The territory of historic Armenia covered the Armenian plateau. The Pontic range on the north, the Little Caucasus chain to the east, the Anti-Taurus range to the south, and the Euphrates River in the west defined its perimeter. Armenian settlement in the area dates back at least to the second half of the second millennium b.c.e. Armenian statehood emerged in the sixth century b.c.e. and was maintained or revived after periods of occupation until the eleventh century c.e. Turkish penetration and settlement from the eleventh century c.e. gradually eroded the Armenian presence in the plateau area. A new Armenian state took shape in and around Cilicia on the Mediterranean coast between the tenth and fourteenth centuries. Thereafter, Armenians concentrated in towns and cities stretching in a belt from the Aegean coast of Anatolia to the Caspian Sea. Further dispersion placed Armenians across much of Eastern Europe and Western Asia as far as India. Ottoman state policies during the 1915 to 1923 Armenian genocide eliminated the Armenians from Anatolia and historic West Armenia and drove many of them into East Armenia within the zone of Russian domination. Armenian-inhabited territory at the beginning of the twenty-first century is confined to the Caucasus region that includes the current Republic of Armenia; the territory of the self-proclaimed Republic of Nogorno, or Mountainous, Karabagh; and the districts of Akhalkalaki and Ninotsminda (formerly Bogdanovska) in southern Georgia. The remainder of the Armenian population inhabits what are known as diaspora communities throughout the temperate zone of the globe.
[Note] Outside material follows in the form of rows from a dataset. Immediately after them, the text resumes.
//! One parsed document and the navigation primitives the views delegate to.

use std::sync::Arc;
use std::sync::atomic::{AtomicU64, Ordering};

use crate::tape::{Tape, TapeNode};
use crate::{Error, Result};

/// Owns the tape for one successfully parsed input.
///
/// A `Document` is created by [`Parser`](crate::Parser) and shared, reference
/// counted, by every element and proxy derived from it. It records the parse
/// epoch it was created under; once the parser moves on to another document
/// the epochs diverge and every derived view reports itself stale instead of
/// answering from superseded data.
pub(crate) struct Document {
    tape: Tape,
    generation: u64,
    epoch: Arc<AtomicU64>,
}

impl Document {
    pub(crate) fn new(tape: Tape, generation: u64, epoch: Arc<AtomicU64>) -> Self {
        Self {
            tape,
            generation,
            epoch,
        }
    }

    /// Fails with [`Error::Stale`] once the owning parser has been reused.
    pub(crate) fn ensure_current(&self) -> Result<()> {
        if self.generation == self.epoch.load(Ordering::Acquire) {
            Ok(())
        } else {
            Err(Error::Stale)
        }
    }

    #[inline]
    pub(crate) fn node(&self, pos: usize) -> &TapeNode {
        self.tape.node(pos)
    }

    #[inline]
    pub(crate) fn str_at(&self, offset: usize, len: usize) -> &str {
        self.tape.str_at(offset, len)
    }

    #[inline]
    pub(crate) fn width(&self, pos: usize) -> usize {
        self.tape.width(pos)
    }

    /// The object key stored at `pos`. Keys are always string nodes on a
    /// well-formed tape; anything else means the tape and this crate have
    /// drifted apart.
    pub(crate) fn key_at(&self, pos: usize) -> Result<&str> {
        match *self.tape.node(pos) {
            TapeNode::String { offset, len } => Ok(self.tape.str_at(offset, len)),
            _ => Err(Error::Internal("object key is not a string node")),
        }
    }

    /// Tape position of the `index`-th child of the array at `pos`, walking
    /// sibling-to-sibling via subtree widths.
    pub(crate) fn array_child(&self, pos: usize, index: usize) -> Option<usize> {
        let TapeNode::Array { len, .. } = *self.tape.node(pos) else {
            return None;
        };
        if index >= len {
            return None;
        }
        let mut child = pos + 1;
        for _ in 0..index {
            child += self.tape.width(child);
        }
        Some(child)
    }

    /// Tape position of the value stored under `key` in the object at `pos`.
    /// The scan is linear in the number of pairs, in parse order.
    pub(crate) fn object_value(&self, pos: usize, key: &str) -> Result<Option<usize>> {
        let TapeNode::Object { len, .. } = *self.tape.node(pos) else {
            return Ok(None);
        };
        let mut entry = pos + 1;
        for _ in 0..len {
            let value = entry + 1;
            if self.key_at(entry)? == key {
                return Ok(Some(value));
            }
            entry = value + self.tape.width(value);
        }
        Ok(None)
    }
}

impl std::fmt::Debug for Document {
    fn fmt(&self, f: &mut std::fmt::Formatter<'_>) -> std::fmt::Result {
        f.debug_struct("Document")
            .field("nodes", &self.tape.len())
            .field("generation", &self.generation)
            .finish()
    }
}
A majority of Armenians speak Armenian, an independent branch of the Indo-European family of languages. Armenian is spoken only by Armenians. Because most Armenians are bilingual, over the centuries the language has absorbed a vast vocabulary of foreign words. First recorded in the early fifth century, Classical Armenian served as the principal medium of written communication until the mid-nineteenth century. By that time, the spoken tongue had evolved into numerous dialects. With the spread of literacy, the dialects spoken in the two foremost centers of Armenian cultural activity outside of historic Armenia, namely Tbilisi and Constantinople (now Istanbul), emerged as the standard modern vernaculars of Eastern and Western Armenian. The former was used in the Russian Empire and Iran and the latter in the Ottoman Empire. The boundary between the two dialects holds to this day. In the twentieth century, Eastern Armenian became the state language of the Republic of Armenia. Western Armenian is now spoken only in the diaspora communities.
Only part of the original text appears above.